Vaccins biens communs universels
L’atelier « Contre les brevets de Big Pharma, les vaccins biens communs universels », clôturait le cycle pandémie. L’occasion pour Frank Prouhet, animateur du collectif « Brevets sur les vaccins anti-covid, stop. Réquisition ! », d’intervenir sur le rôle de la vaccination face à la pandémie, de détailler la balance bénéfice-risque des différents vaccins anti-covid. Des armes face aux anti-vax et une certitude : le pass est le moins bon moyen de convaincre celles et ceux qui sont les plus éloignés de la vaccination, et qui sont aussi les plus fragiles face au covid, ce virus de classe ! Jérôme Martin, co-fondateur de l’Observatoire de la transparence dans les politiques du médicament, est revenu longuement sur les brevets qui font les prix hauts, l’apartheid vaccinal qui prive le sud de vaccins, et laisse échapper les variants toujours plus contagieux, et sur la possibilité de lever les brevets, de transférer les technologies pour faire du vaccin un bien commun universel.
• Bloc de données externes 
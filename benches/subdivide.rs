//! Benchmarks for topology construction and subdivision.

use criterion::{criterion_group, criterion_main, Criterion};

use crease::algo::subdivide::{subdivide, subdivide_levels, SubdivideOptions, SubdivisionLevel};
use crease::mesh::{octahedron, Topology, WeldOptions};

fn octahedron_level(levels: usize) -> SubdivisionLevel {
    let level = SubdivisionLevel::from_triangles(&octahedron(), &WeldOptions::default()).unwrap();
    subdivide_levels(level, &SubdivideOptions::new(levels)).unwrap()
}

fn bench_topology_build(c: &mut Criterion) {
    // 384 quads after two refinement steps.
    let level = octahedron_level(2);

    c.bench_function("topology_build_level2", |b| {
        b.iter(|| Topology::build(level.vertex_count(), &level.faces).unwrap());
    });
}

fn bench_subdivide_step(c: &mut Criterion) {
    let level = octahedron_level(2);

    c.bench_function("subdivide_step_level2", |b| {
        b.iter(|| subdivide(&level, &SubdivideOptions::default()).unwrap());
    });

    c.bench_function("subdivide_step_level2_sequential", |b| {
        b.iter(|| subdivide(&level, &SubdivideOptions::default().sequential()).unwrap());
    });
}

fn bench_full_pipeline(c: &mut Criterion) {
    c.bench_function("octahedron_4_levels", |b| {
        b.iter(|| octahedron_level(4));
    });
}

criterion_group!(
    benches,
    bench_topology_build,
    bench_subdivide_step,
    bench_full_pipeline
);
criterion_main!(benches);
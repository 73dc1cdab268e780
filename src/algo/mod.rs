//! Mesh processing algorithms.
//!
//! Currently this hosts the Catmull-Clark subdivision pipeline:
//!
//! - **Subdivision**: crease-aware Catmull-Clark refinement over
//!   [`SubdivisionLevel`](subdivide::SubdivisionLevel) snapshots
//!
//! Further algorithms are added as the library develops.

pub mod subdivide;
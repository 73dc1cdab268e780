//! Crease CLI - subdivision surface command-line tool.
//!
//! Usage: crease <COMMAND> [OPTIONS]
//!
//! Run `crease --help` for available commands.

use std::path::PathBuf;
use std::time::Instant;

use clap::{Parser, Subcommand, ValueEnum};

use crease::algo::subdivide::{subdivide, SubdivideOptions, SubdivisionLevel};
use crease::export::LevelBuffers;
use crease::io;
use crease::mesh::{cube, octahedron, tetrahedron, weld_vertices, TriangleMesh, WeldOptions};

#[derive(Parser)]
#[command(name = "crease")]
#[command(author, version, about = "Catmull-Clark subdivision surface tool", long_about = None)]
struct Cli {
    #[command(subcommand)]
    command: Commands,
}

#[derive(Subcommand)]
enum Commands {
    /// Display control mesh information
    Info {
        /// Input mesh file (glTF/GLB)
        #[arg(conflicts_with = "shape", required_unless_present = "shape")]
        input: Option<PathBuf>,

        /// Use a built-in shape instead of a file
        #[arg(long, value_enum)]
        shape: Option<Shape>,

        /// Vertex welding tolerance
        #[arg(long, default_value = "1e-5")]
        epsilon: f32,
    },

    /// Subdivide a mesh and report per-level statistics
    Subdivide {
        /// Input mesh file (glTF/GLB)
        #[arg(conflicts_with = "shape", required_unless_present = "shape")]
        input: Option<PathBuf>,

        /// Use a built-in shape instead of a file
        #[arg(long, value_enum)]
        shape: Option<Shape>,

        /// Number of subdivision levels
        #[arg(short, long, default_value = "1")]
        levels: usize,

        /// Vertex welding tolerance
        #[arg(long, default_value = "1e-5")]
        epsilon: f32,

        /// Tag a crease: vertex pair and sharpness (repeatable)
        #[arg(long, num_args = 3)]
        crease: Vec<u32>,

        /// Use single-threaded execution (for benchmarking)
        #[arg(long)]
        sequential: bool,
    },
}

#[derive(Copy, Clone, PartialEq, Eq, ValueEnum)]
enum Shape {
    /// Tetrahedron (4 vertices, 4 faces)
    Tetrahedron,
    /// Octahedron (6 vertices, 8 faces)
    Octahedron,
    /// Cube (8 vertices, 12 triangles)
    Cube,
}

fn main() {
    let cli = Cli::parse();

    if let Err(e) = run(cli) {
        eprintln!("Error: {}", e);
        std::process::exit(1);
    }
}

fn run(cli: Cli) -> Result<(), Box<dyn std::error::Error>> {
    match cli.command {
        Commands::Info {
            input,
            shape,
            epsilon,
        } => cmd_info(input.as_deref(), shape, epsilon)?,

        Commands::Subdivide {
            input,
            shape,
            levels,
            epsilon,
            crease,
            sequential,
        } => cmd_subdivide(input.as_deref(), shape, levels, epsilon, &crease, sequential)?,
    }

    Ok(())
}

/// Load the requested mesh from a file or a built-in shape.
fn load_mesh(
    input: Option<&std::path::Path>,
    shape: Option<Shape>,
) -> Result<TriangleMesh, Box<dyn std::error::Error>> {
    match (shape, input) {
        (Some(Shape::Tetrahedron), _) => Ok(tetrahedron()),
        (Some(Shape::Octahedron), _) => Ok(octahedron()),
        (Some(Shape::Cube), _) => Ok(cube()),
        (None, Some(path)) => Ok(io::load(path)?),
        (None, None) => Err("provide an input file or --shape".into()),
    }
}

fn cmd_info(
    input: Option<&std::path::Path>,
    shape: Option<Shape>,
    epsilon: f32,
) -> Result<(), Box<dyn std::error::Error>> {
    let mesh = load_mesh(input, shape)?;

    println!("Vertices: {}", mesh.vertex_count());
    println!("Triangles: {}", mesh.triangle_count());
    if let Some((min, max)) = mesh.bounding_box() {
        println!(
            "Bounding box: ({:.3}, {:.3}, {:.3}) to ({:.3}, {:.3}, {:.3})",
            min.x, min.y, min.z, max.x, max.y, max.z
        );
    }

    let welded = weld_vertices(&mesh, &WeldOptions::default().with_epsilon(epsilon))?;
    let merged = mesh.vertex_count() - welded.vertex_count();
    if merged > 0 {
        println!("Welded: {} duplicate vertices merged", merged);
    } else {
        println!("Welded: no duplicates");
    }

    let level = SubdivisionLevel::from_triangles(&mesh, &WeldOptions::default().with_epsilon(epsilon))?;
    println!("Control mesh: {} vertices, {} quads, {} edges",
        level.vertex_count(), level.face_count(), level.edge_count());

    let boundary = level.topology.boundary_edge_count();
    if boundary == 0 {
        println!("Topology: Closed (no boundary)");
    } else {
        println!("Topology: Open ({} boundary edges)", boundary);
    }

    Ok(())
}

fn cmd_subdivide(
    input: Option<&std::path::Path>,
    shape: Option<Shape>,
    levels: usize,
    epsilon: f32,
    crease: &[u32],
    sequential: bool,
) -> Result<(), Box<dyn std::error::Error>> {
    let mesh = load_mesh(input, shape)?;
    println!(
        "Loaded: {} vertices, {} triangles",
        mesh.vertex_count(),
        mesh.triangle_count()
    );

    let mut level =
        SubdivisionLevel::from_triangles(&mesh, &WeldOptions::default().with_epsilon(epsilon))?;
    println!(
        "Level 0: {} vertices, {} quads, {} edges",
        level.vertex_count(),
        level.face_count(),
        level.edge_count()
    );

    for tag in crease.chunks_exact(3) {
        level.set_crease(tag[0], tag[1], tag[2])?;
        println!("Creased edge ({}, {}) with sharpness {}", tag[0], tag[1], tag[2]);
    }

    let options = SubdivideOptions::default().with_parallel(!sequential);
    let start = Instant::now();
    for i in 1..=levels {
        level = subdivide(&level, &options)?;
        println!(
            "Level {}: {} vertices, {} quads, {} edges",
            i,
            level.vertex_count(),
            level.face_count(),
            level.edge_count()
        );
    }
    let elapsed = start.elapsed();
    println!("Subdivided {} levels in {:.2?}", levels, elapsed);

    let buffers = LevelBuffers::from_level(&level);
    println!(
        "Export: {} bytes total ({} control points at stride {})",
        buffers.total_bytes(),
        buffers.control_points.len,
        buffers.control_points.stride
    );

    Ok(())
}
Mais l’ancien président d’Act-Up est également intervenu sur tous les acquis de la lutte anti-VIH. La santé communautaire faite avec les patientEs, les patientEs expertEs, la lutte contre les inégalités au cœur des politiques de santé, ce qui s’oppose à toutes les politiques autoritaires, inefficaces et porteuses de stigmatisation. Dans le débat, avec émotion, Renée a montré qu’en Martinique, l’État colonial, la santé publique bafouée avec l’affaire du chlordécone qui a empoisonné pendant des décennies les Antillais, les hôpitaux abandonnés, sont responsables du scepticisme vaccinal et son cortège macabre. Un exemple à méditer.